Daily Archives: April 22, 2009

GPa (g/cc) / N-Tex / MYuris – Specific strength – How strong does a tether need to be?

Ben Shelef, CEO of the Spaceward Foundation (host of the Space Elevator Games) responded to a question about how strong a space elevator tether has to be.  With Ben’s help, I wrote a 3-part series about this earlier (Part 1, Part 2 and Part 3) and Ben has augmented this by discussing the proper units to use in describing the strength of a Space Elevator tether;

How strong does a Space Elevator tether need to be?  Many numbers are bandied about, and usually with a designation of GPa (Giga-Pascals) as their unit of measure.  However, a GPa figure is meaningless without a density figure to go with it.

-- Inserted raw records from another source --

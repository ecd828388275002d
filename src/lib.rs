//! # acopiar
//!
//! Cached dataset acquisition and batching for training pipelines.
//!
//! - Download remote dataset files at most once per cache key
//! - Synchronous fetch contract over a background transfer, with progress
//!   reporting and an advisory ETA
//! - Split-aware dataset loading (train / validation / test / all) with
//!   type-level protection against re-deriving an already-fixed split
//! - Fixed-size batch iteration with a partial final batch
//!
//! Format-specific decoding is a collaborator concern: implement [`Decoder`]
//! for your dataset's on-disk format and hand it to a [`DatasetLoader`].
//!
//! # Example
//!
//! ```ignore
//! use acopiar::{sources, DatasetLoader};
//!
//! let mut loader = DatasetLoader::new(sources::mnist(), MnistDecoder)?;
//! let train = loader.train()?;
//! for batch in train.batched(32)? {
//!     // feed batch.features / batch.labels to the training loop
//! }
//! ```

pub mod cache;
pub mod dataset;
pub mod error;
pub mod fetch;

pub use cache::CacheStore;
pub use dataset::{
    sources, Batch, BatchIter, DatasetInfo, DatasetLoader, DatasetSource, Decoder,
    IndexedCollection, RawFile, RemoteFile, Split, SplitDataset,
};
pub use error::{DatasetError, Result};
pub use fetch::{Fetcher, HttpTransport, ProgressBar, Transport, TransferProgress};
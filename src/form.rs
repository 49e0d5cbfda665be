// ✏️ Grade Form - Text buffers behind the add dialog and inline row edits
//
// Numbers are parsed leniently: the longest numeric prefix wins and anything
// unparseable becomes NaN. Ranges (score 1-6, weight 0-1) are hints only.

use crate::grades::Grade;

#[derive(Debug, Clone, Copy, PartialEq, Eq)]
pub enum FormField {
    Assignment,
    Score,
    Weight,
}

impl FormField {
    pub fn next(&self) -> Self {
        match self {
            FormField::Assignment => FormField::Score,
            FormField::Score => FormField::Weight,
            FormField::Weight => FormField::Assignment,
        }
    }

    pub fn previous(&self) -> Self {
        match self {
            FormField::Assignment => FormField::Weight,
            FormField::Score => FormField::Assignment,
            FormField::Weight => FormField::Score,
        }
    }

    /// Placeholder / hint shown next to the input
    pub fn hint(&self) -> &'static str {
        match self {
            FormField::Assignment => "Assignment name",
            FormField::Score => "Score (1-6)",
            FormField::Weight => "Weight (0-1)",
        }
    }
}

#[derive(Debug, Clone, PartialEq)]
pub struct GradeForm {
    pub assignment: String,
    pub score: String,
    pub weight: String,
    pub focus: FormField,
}

impl GradeForm {
    /// Empty form for a new grade (score and weight start at 0)
    pub fn blank() -> Self {
        GradeForm::from_grade(&Grade::default())
    }

    /// Form pre-filled with an existing grade. Buffers hold the exact value,
    /// so saving without changes writes back the same grade.
    pub fn from_grade(grade: &Grade) -> Self {
        GradeForm {
            assignment: grade.assignment.clone(),
            score: grade.score.to_string(),
            weight: grade.weight.to_string(),
            focus: FormField::Assignment,
        }
    }

    pub fn to_grade(&self) -> Grade {
        Grade::new(
            self.assignment.clone(),
            parse_number(&self.score),
            parse_number(&self.weight),
        )
    }

    pub fn value(&self, field: FormField) -> &str {
        match field {
            FormField::Assignment => &self.assignment,
            FormField::Score => &self.score,
            FormField::Weight => &self.weight,
        }
    }

    fn focused_mut(&mut self) -> &mut String {
        match self.focus {
            FormField::Assignment => &mut self.assignment,
            FormField::Score => &mut self.score,
            FormField::Weight => &mut self.weight,
        }
    }

    pub fn push_char(&mut self, c: char) {
        if c.is_control() {
            return;
        }
        self.focused_mut().push(c);
    }

    pub fn backspace(&mut self) {
        self.focused_mut().pop();
    }

    pub fn focus_next(&mut self) {
        self.focus = self.focus.next();
    }

    pub fn focus_previous(&mut self) {
        self.focus = self.focus.previous();
    }
}

impl Default for GradeForm {
    fn default() -> Self {
        Self::blank()
    }
}

/// Parse the longest numeric prefix of `input` (after leading whitespace).
///
/// "5.2abc" -> 5.2, "  3" -> 3, "-inf" -> -inf, "abc" / "" / "." -> NaN
pub fn parse_number(input: &str) -> f64 {
    let trimmed = input.trim_start();
    if let Some(infinity) = parse_infinity(trimmed) {
        return infinity;
    }

    let candidate_len = trimmed
        .find(|c: char| !(c.is_ascii_digit() || matches!(c, '+' | '-' | '.' | 'e' | 'E')))
        .unwrap_or(trimmed.len());
    let candidate = &trimmed[..candidate_len];

    // Candidate is pure ASCII, so every byte offset is a char boundary
    (1..=candidate.len())
        .rev()
        .find_map(|end| candidate[..end].parse::<f64>().ok())
        .unwrap_or(f64::NAN)
}

/// Signed "inf" / "infinity" prefix, case-insensitive
fn parse_infinity(input: &str) -> Option<f64> {
    let (sign, rest) = match input.as_bytes().first() {
        Some(b'-') => (-1.0, &input[1..]),
        Some(b'+') => (1.0, &input[1..]),
        _ => (1.0, input),
    };

    let starts_with_inf = rest
        .get(..3)
        .map(|head| head.eq_ignore_ascii_case("inf"))
        .unwrap_or(false);
    starts_with_inf.then_some(sign * f64::INFINITY)
}

/// Shortest readable rendering, for display only: 5.0 -> "5", 0.30000000000000004 -> "0.3"
pub fn format_number(value: f64) -> String {
    if value.is_nan() {
        return "NaN".to_string();
    }

    let rounded = (value * 1e6).round() / 1e6;
    format!("{}", rounded)
}

// ============================================================================
// TESTS
// ============================================================================

#[cfg(test)]
mod tests {
    use super::*;

    #[test]
    fn test_parse_number_plain() {
        assert_eq!(parse_number("5.2"), 5.2);
        assert_eq!(parse_number("  3"), 3.0);
        assert_eq!(parse_number("-1.5"), -1.5);
        assert_eq!(parse_number("1e1"), 10.0);
    }

    #[test]
    fn test_parse_number_prefix() {
        assert_eq!(parse_number("5.2abc"), 5.2);
        assert_eq!(parse_number("4.5.6"), 4.5);
        assert_eq!(parse_number("7e"), 7.0);
    }

    #[test]
    fn test_parse_number_garbage_is_nan() {
        assert!(parse_number("").is_nan());
        assert!(parse_number("abc").is_nan());
        assert!(parse_number(".").is_nan());
        assert!(parse_number("in").is_nan());
    }

    #[test]
    fn test_parse_number_infinity() {
        assert_eq!(parse_number("inf"), f64::INFINITY);
        assert_eq!(parse_number("Infinity"), f64::INFINITY);
        assert_eq!(parse_number("-inf"), f64::NEG_INFINITY);
        assert_eq!(parse_number(" +INF"), f64::INFINITY);
    }

    #[test]
    fn test_from_grade_is_lossless() {
        let grades = vec![
            Grade::new("Sketch", 5.00000012, 0.1234567),
            Grade::new("Big", f64::INFINITY, 0.5),
            Grade::new("Sum", 0.1 + 0.2, -0.0),
        ];

        for grade in grades {
            assert_eq!(GradeForm::from_grade(&grade).to_grade(), grade);
        }
    }

    #[test]
    fn test_format_number() {
        assert_eq!(format_number(5.0), "5");
        assert_eq!(format_number(5.5), "5.5");
        assert_eq!(format_number(0.1 + 0.2), "0.3");
        assert_eq!(format_number(f64::NAN), "NaN");
    }

    #[test]
    fn test_blank_form() {
        let form = GradeForm::blank();
        assert_eq!(form.assignment, "");
        assert_eq!(form.score, "0");
        assert_eq!(form.weight, "0");
        assert_eq!(form.focus, FormField::Assignment);
        assert_eq!(form.to_grade(), Grade::default());
    }

    #[test]
    fn test_typing_into_fields() {
        let mut form = GradeForm::blank();
        for c in "Quiz".chars() {
            form.push_char(c);
        }
        form.focus_next();
        form.backspace();
        for c in "4.8".chars() {
            form.push_char(c);
        }
        form.focus_next();
        form.backspace();
        for c in "0.25".chars() {
            form.push_char(c);
        }

        assert_eq!(form.to_grade(), Grade::new("Quiz", 4.8, 0.25));
    }

    #[test]
    fn test_malformed_score_becomes_nan() {
        let mut form = GradeForm::from_grade(&Grade::new("Essay", 4.6, 0.3));
        form.focus = FormField::Score;
        form.backspace();
        form.backspace();
        form.backspace();

        let grade = form.to_grade();
        assert!(grade.score.is_nan());
        assert_eq!(grade.weight, 0.3);
    }

    #[test]
    fn test_focus_cycles() {
        let mut form = GradeForm::blank();
        form.focus_previous();
        assert_eq!(form.focus, FormField::Weight);
        form.focus_next();
        assert_eq!(form.focus, FormField::Assignment);
    }
}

The metric at question is GPa/(g/cc), or specific strength – strength-per-density.  The textile industry, which often deals with specific strength of materials, uses the unit of N/Tex.  If you work out the units, a N/Tex turns out to be exactly equivalent to a GPa/(g/cc), a Tex…  We propose to give this unit a proper name – in the metric system, we define 1 Yuri = 1 Pa/(kg/m3), and so a GPa/(g/cc) or a N/tex are equal to 1 MYuri (Mega Yuri).

Why is strength (GPa) not a good unit to evaluate the material with?

Think about it this way – if you pull on a garden hose and it breaks at 100 lb, and if the diameter of the hose is such that its area is 2 square inches, can you say that the rubber failed at 50 PSI?  Of course not – the hose is mostly air, only the wall of the hose is holding the force.  you should use the area of the wall, not the hose.

In exactly the same way, if 12 inches of the garden hose weighs a pound, can you say that the density of the rubber is 1/24 [lbs/in3] ?  Of course not – only the wall of the hose has weight.

BUT!!!  You can safely say that the *specific strength* of the rubber is 50/(1/24)=1200 PSI/(lb/in3)  and you don’t have to even measure the diameter of the hose – just divide the breaking force (100) by the linear mass density (1/12), and you get the same exact number (1200).  The cross-sectional area canceled out, and the only two things we need to measure is the breaking *force* (in lbs) and the weigh-per-linear-inch.  Hence N/Tex.

So back to Space Elevators:

Computer simulations of CNTs cap the specific strength of individual tubes at between 40 and 50 MYuri.  Practical measurements seem to converge on that number as well.  The density of Carbon Nanotubes is 2.2 g/cc, so using this density the proper strength figure is 88-110 GPa.  Remember though, it’s the 40-50 MYuri figure that’s the deal maker.

We can build a Space Elevator using a 40 MYuri material.  Even 30.  It’s just that the lower the specific strength, the heavier the ribbon, and the more powerful our motors have to be. (How are motors connected to the tether strength? See the discussion about the Space Elevator Feasibility Condition)  If we go below 30 MYuri, the power system starts to look impossible.

There’s a whole discussion about safety margins that needs to factor in here.  If the CNTs are 45 MYuri, and the cable is 40 MYuri, how much can we really load it at?  30 MYuri?  this means we have a safety margin of 10/30, or  33%.  Since the loading of the Space Elevator structure is incredibly predictable (more so than most any other structure ever built) we think this margin is sufficient, but this is a topic for another post.

The document that Ben refers to, the Space Elevator Feasibility Condition, should be required reading for anyone who wants to understand how viable a Space Elevator is.